I spose I wasn't cut in 6th grade, either. I guess I was on the team, but I never got a jersey and wasn't told to come to any practices or games...gtfohwtbs
:lol:
 

JimJones

Rising Star
Registered
I never played any sports... so let me ask the somewhat dumb question, how does not making it equal a cut? For one to be cut dont they have to first be part of the team? or does cut also mean not giving a shot at utilizing your talents for a particular team or organization?
 

IT IS WHAT IT IS

Rising Star
Registered
This motherfucker was bored as fuck to make a thread 32 years later, and about 10 years after he was athletically relevant... Nigga needs a hobby or something... slow porn posting day on BGOL Nicca :confused:
 

Chi Shot Caller

Star
Registered
being cut refers to both actually. in NBA teams may have 18 players used for the summer league but 3 will be cut because rosters have to be 15 or less. in a similar sense if you try out for the track team and don't make the final number you essentially "don't make the cut", hence being cut.
 

ballscout1

Rising Star
BGOL Investor
[B said:
JimJones;10982327]I never played any sports... so let me ask the somewhat dumb question, how does not making it equal a cut?[/B] For one to be cut dont they have to first be part of the team? or does cut also mean not giving a shot at utilizing your talents for a particular team or organization?

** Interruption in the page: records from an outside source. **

//! Demo profile served by a fresh process.

use folio_common::{Field, GroupData, GroupEnvelope, Payload};

use super::document::DocumentField;
use super::gallery::GalleryImage;
use super::link::LinkField;
use super::skill::SkillField;
use super::social::SocialMediaField;
use super::text::TextField;

pub fn envelope<P: Payload>(
    account_id: i64,
    group: &str,
    enable_share_button: Option<bool>,
    field_list: Vec<Field<P>>,
) -> GroupEnvelope<P> {
    GroupEnvelope::ok(GroupData {
        account_id,
        enable_share_button,
        group: group.to_string(),
        field_list,
    })
}

/// Visible text fields numbered in the order given.
fn texts(rows: &[(&str, &str, &str)]) -> Vec<Field<TextField>> {
    rows.iter()
        .zip(1..)
        .map(|(&(field, label, value), order)| Field::new(TextField::new(field, label, value), true, order))
        .collect()
}

pub fn contact() -> Vec<Field<TextField>> {
    texts(&[
        ("mobile", "Mobile", "+971555000111"),
        ("mobileAlt", "Alternate Mobile", "+971555000222"),
        ("phone", "Phone", "+97144000333"),
        ("whatsapp", "WhatsApp", "+971555000111"),
        ("email", "Email", "hello@folio.example"),
    ])
}

pub fn emergency() -> Vec<Field<TextField>> {
    texts(&[
        ("emerContactName", "Emergency Contact Name", "Alex Rivera"),
        ("emerContactNo", "Emergency Contact No", "+915845565555"),
        ("emerContactRelation", "Relation", "Brother"),
    ])
}

pub fn personal() -> Vec<Field<TextField>> {
    texts(&[
        ("fullname", "Full Name", "Sam Rivera"),
        ("profileIntro", "Profile Introduction", "Business developer focused on industrial automation."),
        ("qualification", "Qualification", "B.Tech in Computer Science"),
        ("profession", "Profession", "Business Developer"),
        ("gender", "Gender", "Prefer not to say"),
        ("languageSpeak", "Languages Spoken", "English, Arabic"),
        ("bloodGroup", "Blood Group", "O+"),
        ("biography", "Biography", "Builds scalable digital platforms and friendly tools."),
        ("dateOfBirth", "Date of Birth", "1994-05-14"),
        ("married", "Marital Status", "Single"),
    ])
}

pub fn address() -> Vec<Field<TextField>> {
    texts(&[
        ("address", "Address", "Building 4, Lane 3, Harbour District"),
        ("place", "Location", "Harbour District"),
        ("LocationMapUrl", "Location Map", "https://maps.example.com/harbour-district"),
    ])
}

pub fn professional() -> Vec<Field<TextField>> {
    texts(&[
        ("company", "Company Name", "Northwind Systems"),
        ("designation", "Designation", "Business Developer"),
        ("professionSpecialization", "Profession / Specialization", "Machine vision"),
        ("serviceProviding", "Service Providing", "Inspection system rollout"),
        ("compAddress", "Company Address", "Building 2, Harbour District"),
        ("compPlace", "Company Place", "Harbour District"),
        ("compEmail", "Company Email", "office@northwind.example"),
        ("compMobile", "Company Mobile", "+971555000444"),
        ("compPhone", "Company Phone", "+97144000555"),
        ("compWhatsApp", "Company WhatsApp", "+971555000444"),
        ("compWebsite", "Company Website", "https://northwind.example"),
    ])
}

pub fn custom_fields() -> Vec<Field<TextField>> {
    texts(&[
        ("customField1", "Custom Field 1", "Custom Value 1"),
        ("customField2", "Custom Field 2", "Custom Value 2"),
        (
            "customField3",
            "Custom Field 3",
            "A longer custom value that spans more than one line when displayed.",
        ),
    ])
}

pub fn skills() -> Vec<Field<SkillField>> {
    let skill = |id, name: &str, description: &str, duration: &str, level: &str| SkillField {
        skill_set_id: id,
        name: name.into(),
        description: description.into(),
        duration: duration.into(),
        level: level.into(),
    };
    vec![
        Field::new(
            skill(
                200,
                "Web Application Development",
                "Designing and building scalable web applications",
                "5 Years",
                "Advanced",
            ),
            true,
            1,
        ),
        Field::new(
            skill(
                201,
                "Cloud Infrastructure Management",
                "Deploying and operating services on public clouds",
                "3 Years",
                "Intermediate",
            ),
            true,
            3,
        ),
    ]
}

pub fn links() -> Vec<Field<LinkField>> {
    let link = |id, name: &str, description: &str, text: &str, url: &str| LinkField {
        links_id: id,
        name: name.into(),
        description: description.into(),
        link_text: text.into(),
        link_url: url.into(),
    };
    vec![
        Field::new(
            link(
                100,
                "Official Website",
                "Company overview and product catalogue",
                "Visit Website",
                "https://northwind.example",
            ),
            true,
            1,
        ),
        Field::new(
            link(
                102,
                "Customer Support",
                "Reach the support team",
                "Get Support",
                "https://support.northwind.example",
            ),
            true,
            3,
        ),
    ]
}

pub fn documents() -> Vec<Field<DocumentField>> {
    let doc = |id, name: &str, kind: &str, file: &str, size: &str, title: &str, description: &str| DocumentField {
        document_id: id,
        name: name.into(),
        file_type: kind.into(),
        file_url: format!("https://files.folio.example/{}", file),
        file_size: size.into(),
        title: title.into(),
        description: description.into(),
    };
    vec![
        Field::new(
            doc(101, "Biodata", "PDF", "biodata.pdf", "250KB", "Biodata", "Education and work experience"),
            true,
            1,
        ),
        Field::new(
            doc(102, "License copy", "JPEG", "license.jpeg", "500KB", "Driving License Copy", "Scanned license"),
            true,
            2,
        ),
        Field::new(
            doc(103, "Other Doc", "PDF", "other.pdf", "150KB", "Other Document", "Additional document"),
            false,
            3,
        ),
    ]
}

pub fn gallery() -> Vec<Field<GalleryImage>> {
    let rows: [(i64, &str, &str, &str, bool); 7] = [
        (201, "Company Event", "Annual company event", "1.2MB", true),
        (202, "Product Launch", "New product launch ceremony", "900KB", true),
        (203, "Team Building", "Team-building activities", "1.5MB", false),
        (204, "Office Space", "Workspace and collaborative areas", "850KB", true),
        (205, "Innovation Lab", "Research and development workspace", "1.1MB", true),
        (206, "Client Meeting Room", "Meeting spaces for client visits", "950KB", true),
        (207, "Recreation Area", "Lounge and relaxation zone", "1.3MB", true),
    ];
    rows.into_iter()
        .zip(1..)
        .map(|((id, title, description, size, visible), order)| {
            Field::new(
                GalleryImage {
                    gallery_id: id,
                    title: title.into(),
                    description: description.into(),
                    image_url: format!("https://images.folio.example/{}.jpg?w=800", id),
                    thumbnail_url: format!("https://images.folio.example/{}.jpg?w=400", id),
                    file_size: size.into(),
                    file_type: "JPEG".into(),
                },
                visible,
                order,
            )
        })
        .collect()
}

/// Orders restart per category, as the social view groups by category.
pub fn social_media() -> Vec<Field<SocialMediaField>> {
    let rows: [(i64, &str, &str, &str, &str, u32); 6] = [
        (201, "linkedin", "LinkedIn", "https://linkedin.com/in/sam-rivera", "professional", 1),
        (202, "twitter", "X / Twitter", "https://twitter.com/samrivera", "professional", 2),
        (203, "instagram", "Instagram", "https://instagram.com/sam.rivera", "personal", 1),
        (204, "facebook", "Facebook", "https://facebook.com/sam.rivera", "personal", 2),
        (205, "snapchat", "Snapchat", "https://snapchat.com/add/samr", "personal", 3),
        (206, "telegram", "Telegram", "https://t.me/samrivera", "community", 1),
    ];
    rows.into_iter()
        .map(|(id, platform, name, url, category, order)| {
            Field::new(
                SocialMediaField {
                    social_media_id: id,
                    platform: platform.into(),
                    platform_name: name.into(),
                    url: url.into(),
                    category: category.into(),
                },
                true,
                order,
            )
        })
        .collect()
}

#[cfg(test)]
mod tests {
    use super::*;
    use std::collections::HashSet;

    fn ids_unique<P: Payload>(fields: &[Field<P>]) -> bool {
        let ids: HashSet<_> = fields.iter().map(|f| f.id()).collect();
        ids.len() == fields.len()
    }

    #[test]
    fn test_seed_ids_are_unique_per_section() {
        assert!(ids_unique(&contact()));
        assert!(ids_unique(&personal()));
        assert!(ids_unique(&professional()));
        assert!(ids_unique(&skills()));
        assert!(ids_unique(&links()));
        assert!(ids_unique(&documents()));
        assert!(ids_unique(&gallery()));
        assert!(ids_unique(&social_media()));
    }

    #[test]
    fn test_text_seed_orders_are_contiguous() {
        let orders: Vec<u32> = contact().iter().map(|f| f.order).collect();
        assert_eq!(orders, vec![1, 2, 3, 4, 5]);
    }

    #[test]
    fn test_seed_has_hidden_fields() {
        assert!(documents().iter().any(|f| !f.visible));
        assert!(gallery().iter().any(|f| !f.visible));
    }
}
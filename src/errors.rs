//! Typed error hierarchy for folio.
//!
//! - `CollectionError`: edit-session and reverse-transform failures
//! - `SectionError`: section service failures (store, collection, routing)
//!
//! Store failures live in `folio_common::StoreError`.

use folio_common::StoreError;
use thiserror::Error;

/// Errors from editing a collection or folding a session back into it.
#[derive(Debug, Error)]
pub enum CollectionError {
    #[error("Field '{id}' is not part of this section")]
    UnknownField { id: String },

    #[error("Field '{id}' appears more than once in the session order")]
    DuplicateField { id: String },

    #[error("Field '{id}' is missing from the session order")]
    MissingField { id: String },
}

/// Errors from a section service.
#[derive(Debug, Error)]
pub enum SectionError {
    #[error("Unknown profile group '{0}'")]
    UnknownGroup(String),

    #[error("Invalid edit session: {0}")]
    InvalidSession(String),

    #[error(transparent)]
    Store(#[from] StoreError),

    #[error(transparent)]
    Collection(#[from] CollectionError),

    #[error("Failed to encode section data: {0}")]
    Encode(#[from] serde_json::Error),
}

#[cfg(test)]
mod tests {
    use super::*;

    #[test]
    fn collection_error_unknown_field_carries_id() {
        let err = CollectionError::UnknownField { id: "fax".into() };
        match &err {
            CollectionError::UnknownField { id } => assert_eq!(id, "fax"),
            _ => panic!("Expected UnknownField"),
        }
        assert!(err.to_string().contains("fax"));
    }

    #[test]
    fn section_error_converts_from_collection_error() {
        let inner = CollectionError::DuplicateField { id: "email".into() };
        let err: SectionError = inner.into();
        match &err {
            SectionError::Collection(CollectionError::DuplicateField { id }) => {
                assert_eq!(id, "email");
            }
            _ => panic!("Expected SectionError::Collection(DuplicateField)"),
        }
    }

    #[test]
    fn section_error_converts_from_store_error() {
        let err: SectionError = StoreError::Unavailable("timeout".into()).into();
        assert!(matches!(err, SectionError::Store(StoreError::Unavailable(_))));
        assert!(err.to_string().contains("timeout"));
    }

    #[test]
    fn section_error_variants_are_distinct() {
        let group = SectionError::UnknownGroup("pets".into());
        let session = SectionError::InvalidSession("bad json".into());
        assert!(matches!(group, SectionError::UnknownGroup(_)));
        assert!(!matches!(session, SectionError::UnknownGroup(_)));
    }

    #[test]
    fn all_error_types_implement_std_error_trait() {
        fn assert_std_error<E: std::error::Error>(_: &E) {}
        assert_std_error(&CollectionError::MissingField { id: "x".into() });
        assert_std_error(&SectionError::UnknownGroup("x".into()));
    }
}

Everybody who tries out for varsity is on that roster during try outs.

As the trim the team down they cut players from that roster until they have their team.

If you tryout for a team and don't make it you are cut.


Jordan tried out for varsity and was cut

Derrick Rose didn't try out for varsity his freshman year because Simeon's coach Bob Hambrick didn't allow freshman on varsity no matter who they were. And he has had many of the best and many NBA players
 

^SpiderMan^

Mackin Arachnid
BGOL Investor
He didn't make the team and was cut, but it was way over sensationalized by the media.JV is for Sophomores.Most articles make it seem like he got cut from a team he was appropriately supposed to be playing for.Like he got cut from Varsity as a Senior or something.The fact is,most Freshman and Sophomore's don't make Varsity.
 

STAR-69

Rising Star
BGOL Investor
Mike Jordan went home and cried in his room after reading the two lists. It wasn't just that his name was missing from the varsity roster. It was also that as he scanned the list he saw the name of another sophomore, one of his close friends, the 6'7" Leroy Smith.

Damn, MJ wanted to be #1 really bad!! And, oh yeah he was cut!!!!!
 

KingTaharqa

Greatest Of All Time
BGOL Investor
In the Come Fly With Me VHS Jordan used a paid actor to pretend he was his high school coach that "cut" him. His real high school coach was an elderly man while the documentary used a young guy. :smh: This myth was used to help market MJs shoe line and was also the basis for his Michael Jordans Playground VHS where he mentors a young kid (Caine from Menace) about not giving up after being cut from his high school team and dealing with adversity in basketball. MJ had not won any titles when both videos were produced.

MJs image and story was crafted in a Nike boardroom full of CACs in an era with no google, no social media, and no 24 hour sports news cycle.
 

^SpiderMan^

Mackin Arachnid
BGOL Investor
Even though it probably fueled his greatness, I always thought it was really overblown for a Sophomore not to make the Varsity team. I think most people imagine that he was a Senior and didn't make it.Quite a few NBA players probably didnt play Varsity as Sophmores. Even more in the NFL.
 

Flawless

Flawless One
BGOL Investor
Didn't Jordon invite the guy who he got cut for to his Hall of Fame speech to rub it in his face?